## WORK REQUIRED
Report all lines from the entries below in which "mpsc" appears.

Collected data
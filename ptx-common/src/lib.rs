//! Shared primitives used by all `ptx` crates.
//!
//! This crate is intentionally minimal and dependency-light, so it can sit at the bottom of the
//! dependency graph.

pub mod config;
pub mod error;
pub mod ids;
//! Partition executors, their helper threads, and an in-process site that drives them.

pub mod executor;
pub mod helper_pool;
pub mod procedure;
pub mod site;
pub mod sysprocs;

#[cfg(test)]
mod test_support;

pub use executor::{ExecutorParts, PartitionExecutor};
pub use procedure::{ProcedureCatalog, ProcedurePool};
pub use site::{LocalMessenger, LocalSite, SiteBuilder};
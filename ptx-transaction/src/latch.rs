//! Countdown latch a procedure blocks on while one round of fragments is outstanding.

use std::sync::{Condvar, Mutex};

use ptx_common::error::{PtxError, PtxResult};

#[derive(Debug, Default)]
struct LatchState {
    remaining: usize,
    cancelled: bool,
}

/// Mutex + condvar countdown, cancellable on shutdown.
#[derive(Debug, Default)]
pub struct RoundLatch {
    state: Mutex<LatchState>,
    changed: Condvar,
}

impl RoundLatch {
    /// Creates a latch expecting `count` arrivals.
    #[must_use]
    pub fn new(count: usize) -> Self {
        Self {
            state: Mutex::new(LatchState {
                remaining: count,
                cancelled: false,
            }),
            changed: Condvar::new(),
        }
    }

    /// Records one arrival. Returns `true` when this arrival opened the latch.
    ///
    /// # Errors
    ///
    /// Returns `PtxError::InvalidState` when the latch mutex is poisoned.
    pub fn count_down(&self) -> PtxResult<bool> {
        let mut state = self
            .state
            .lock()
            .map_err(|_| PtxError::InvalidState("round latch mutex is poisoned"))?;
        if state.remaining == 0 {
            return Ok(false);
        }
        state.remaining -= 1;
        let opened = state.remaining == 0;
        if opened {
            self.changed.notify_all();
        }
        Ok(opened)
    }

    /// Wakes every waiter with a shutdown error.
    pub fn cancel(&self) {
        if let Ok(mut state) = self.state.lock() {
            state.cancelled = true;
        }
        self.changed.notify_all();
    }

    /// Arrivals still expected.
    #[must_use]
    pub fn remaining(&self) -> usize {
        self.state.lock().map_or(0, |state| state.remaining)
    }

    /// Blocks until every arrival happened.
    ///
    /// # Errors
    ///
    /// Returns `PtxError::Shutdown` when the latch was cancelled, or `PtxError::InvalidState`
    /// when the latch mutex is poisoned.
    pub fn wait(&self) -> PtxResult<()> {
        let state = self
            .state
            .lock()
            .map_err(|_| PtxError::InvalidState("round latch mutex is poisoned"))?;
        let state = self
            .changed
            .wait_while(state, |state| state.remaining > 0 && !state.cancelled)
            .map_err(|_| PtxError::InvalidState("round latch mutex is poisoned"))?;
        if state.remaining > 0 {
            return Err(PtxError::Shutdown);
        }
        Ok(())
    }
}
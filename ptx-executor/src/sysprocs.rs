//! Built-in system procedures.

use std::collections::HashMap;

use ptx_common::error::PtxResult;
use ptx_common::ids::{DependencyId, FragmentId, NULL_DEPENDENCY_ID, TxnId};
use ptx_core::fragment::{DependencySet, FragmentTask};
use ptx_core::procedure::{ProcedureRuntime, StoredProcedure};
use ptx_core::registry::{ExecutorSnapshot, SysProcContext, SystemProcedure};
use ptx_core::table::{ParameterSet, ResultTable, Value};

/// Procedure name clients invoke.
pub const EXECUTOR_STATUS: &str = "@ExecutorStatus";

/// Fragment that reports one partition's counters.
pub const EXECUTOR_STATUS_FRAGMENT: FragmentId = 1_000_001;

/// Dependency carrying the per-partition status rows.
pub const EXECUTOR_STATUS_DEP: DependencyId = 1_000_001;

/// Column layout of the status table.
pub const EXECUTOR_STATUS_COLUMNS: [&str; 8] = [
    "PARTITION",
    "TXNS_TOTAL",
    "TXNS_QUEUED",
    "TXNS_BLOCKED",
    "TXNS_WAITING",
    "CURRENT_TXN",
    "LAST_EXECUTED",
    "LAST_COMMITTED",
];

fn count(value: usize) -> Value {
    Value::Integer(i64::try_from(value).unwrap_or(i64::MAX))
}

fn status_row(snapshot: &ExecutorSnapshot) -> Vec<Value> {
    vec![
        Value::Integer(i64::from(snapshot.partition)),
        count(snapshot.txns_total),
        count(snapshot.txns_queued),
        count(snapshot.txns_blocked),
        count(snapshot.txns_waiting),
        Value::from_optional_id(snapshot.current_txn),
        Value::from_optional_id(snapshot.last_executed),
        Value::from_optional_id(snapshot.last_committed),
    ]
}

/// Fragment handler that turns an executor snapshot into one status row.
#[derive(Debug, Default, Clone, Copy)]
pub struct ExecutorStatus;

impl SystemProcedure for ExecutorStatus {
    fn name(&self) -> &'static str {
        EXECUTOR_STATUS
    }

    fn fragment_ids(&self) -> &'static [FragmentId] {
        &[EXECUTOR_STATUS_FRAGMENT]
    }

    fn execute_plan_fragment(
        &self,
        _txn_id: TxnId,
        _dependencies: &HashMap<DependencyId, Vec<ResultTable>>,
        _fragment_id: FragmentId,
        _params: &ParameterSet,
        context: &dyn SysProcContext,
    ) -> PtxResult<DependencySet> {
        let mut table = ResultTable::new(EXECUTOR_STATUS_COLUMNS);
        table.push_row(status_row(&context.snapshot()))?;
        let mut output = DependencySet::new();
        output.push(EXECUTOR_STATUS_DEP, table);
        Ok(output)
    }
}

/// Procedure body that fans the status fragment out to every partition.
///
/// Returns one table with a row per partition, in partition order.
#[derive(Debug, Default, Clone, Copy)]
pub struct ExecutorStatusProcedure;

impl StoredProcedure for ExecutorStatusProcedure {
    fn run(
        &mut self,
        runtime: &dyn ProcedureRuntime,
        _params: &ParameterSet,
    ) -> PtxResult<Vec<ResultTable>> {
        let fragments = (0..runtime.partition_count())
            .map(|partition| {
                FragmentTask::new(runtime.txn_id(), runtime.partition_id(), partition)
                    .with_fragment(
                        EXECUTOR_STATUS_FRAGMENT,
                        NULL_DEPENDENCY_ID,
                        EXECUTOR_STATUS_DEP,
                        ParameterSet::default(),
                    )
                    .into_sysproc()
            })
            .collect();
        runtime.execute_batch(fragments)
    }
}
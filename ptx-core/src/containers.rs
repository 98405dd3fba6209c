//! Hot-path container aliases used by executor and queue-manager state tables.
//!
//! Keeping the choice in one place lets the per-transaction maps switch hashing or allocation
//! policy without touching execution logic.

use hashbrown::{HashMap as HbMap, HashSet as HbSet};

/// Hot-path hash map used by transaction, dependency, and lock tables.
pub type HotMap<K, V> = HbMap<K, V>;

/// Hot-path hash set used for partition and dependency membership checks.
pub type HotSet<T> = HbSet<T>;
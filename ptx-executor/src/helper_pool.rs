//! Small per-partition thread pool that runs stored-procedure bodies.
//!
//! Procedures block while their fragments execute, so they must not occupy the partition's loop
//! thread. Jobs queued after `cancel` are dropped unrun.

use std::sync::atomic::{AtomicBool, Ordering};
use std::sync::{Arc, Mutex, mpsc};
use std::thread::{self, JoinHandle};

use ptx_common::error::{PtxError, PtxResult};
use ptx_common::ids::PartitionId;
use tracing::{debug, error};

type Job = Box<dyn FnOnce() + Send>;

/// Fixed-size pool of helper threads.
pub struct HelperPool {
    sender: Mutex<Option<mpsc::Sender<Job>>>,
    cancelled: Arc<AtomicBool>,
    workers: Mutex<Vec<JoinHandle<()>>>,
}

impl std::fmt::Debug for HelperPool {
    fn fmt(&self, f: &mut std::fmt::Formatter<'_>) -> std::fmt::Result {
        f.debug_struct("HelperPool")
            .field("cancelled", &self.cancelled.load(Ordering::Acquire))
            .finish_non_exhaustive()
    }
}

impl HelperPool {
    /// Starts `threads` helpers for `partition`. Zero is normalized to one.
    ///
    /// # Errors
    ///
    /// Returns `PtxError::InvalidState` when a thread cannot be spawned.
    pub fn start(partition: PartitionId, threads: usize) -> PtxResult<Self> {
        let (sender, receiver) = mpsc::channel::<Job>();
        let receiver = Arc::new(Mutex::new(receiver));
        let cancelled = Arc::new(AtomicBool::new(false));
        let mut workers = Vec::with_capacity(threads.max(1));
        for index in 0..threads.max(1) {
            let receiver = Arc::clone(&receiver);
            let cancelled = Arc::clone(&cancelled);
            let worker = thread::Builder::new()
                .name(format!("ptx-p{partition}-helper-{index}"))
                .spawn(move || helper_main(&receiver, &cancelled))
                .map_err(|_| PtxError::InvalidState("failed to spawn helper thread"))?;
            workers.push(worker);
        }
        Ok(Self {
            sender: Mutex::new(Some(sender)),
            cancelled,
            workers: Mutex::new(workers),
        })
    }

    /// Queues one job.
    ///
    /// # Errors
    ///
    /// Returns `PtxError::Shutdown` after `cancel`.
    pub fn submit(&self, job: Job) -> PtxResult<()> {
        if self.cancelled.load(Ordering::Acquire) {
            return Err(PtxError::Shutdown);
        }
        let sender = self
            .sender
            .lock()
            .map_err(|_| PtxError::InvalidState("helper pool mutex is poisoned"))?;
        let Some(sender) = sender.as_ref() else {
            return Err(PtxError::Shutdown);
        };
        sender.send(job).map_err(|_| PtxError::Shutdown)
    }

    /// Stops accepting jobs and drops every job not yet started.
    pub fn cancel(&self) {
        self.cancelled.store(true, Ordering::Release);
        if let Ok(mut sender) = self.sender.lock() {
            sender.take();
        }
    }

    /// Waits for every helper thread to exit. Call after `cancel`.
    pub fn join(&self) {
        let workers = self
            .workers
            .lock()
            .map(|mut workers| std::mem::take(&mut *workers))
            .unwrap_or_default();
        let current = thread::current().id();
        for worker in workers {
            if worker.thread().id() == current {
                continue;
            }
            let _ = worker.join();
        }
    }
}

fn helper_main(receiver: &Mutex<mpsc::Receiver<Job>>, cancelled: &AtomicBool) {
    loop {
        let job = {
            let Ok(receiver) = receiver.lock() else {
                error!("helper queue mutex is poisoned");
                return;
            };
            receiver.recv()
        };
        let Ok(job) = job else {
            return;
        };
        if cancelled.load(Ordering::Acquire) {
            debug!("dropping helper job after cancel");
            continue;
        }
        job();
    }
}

## WRITTEN RESPONSE
use std::sync::{Arc, Mutex, mpsc};
    sender: Mutex<Option<mpsc::Sender<Job>>>,
        let (sender, receiver) = mpsc::channel::<Job>();
fn helper_main(receiver: &Mutex<mpsc::Receiver<Job>>, cancelled: &AtomicBool) {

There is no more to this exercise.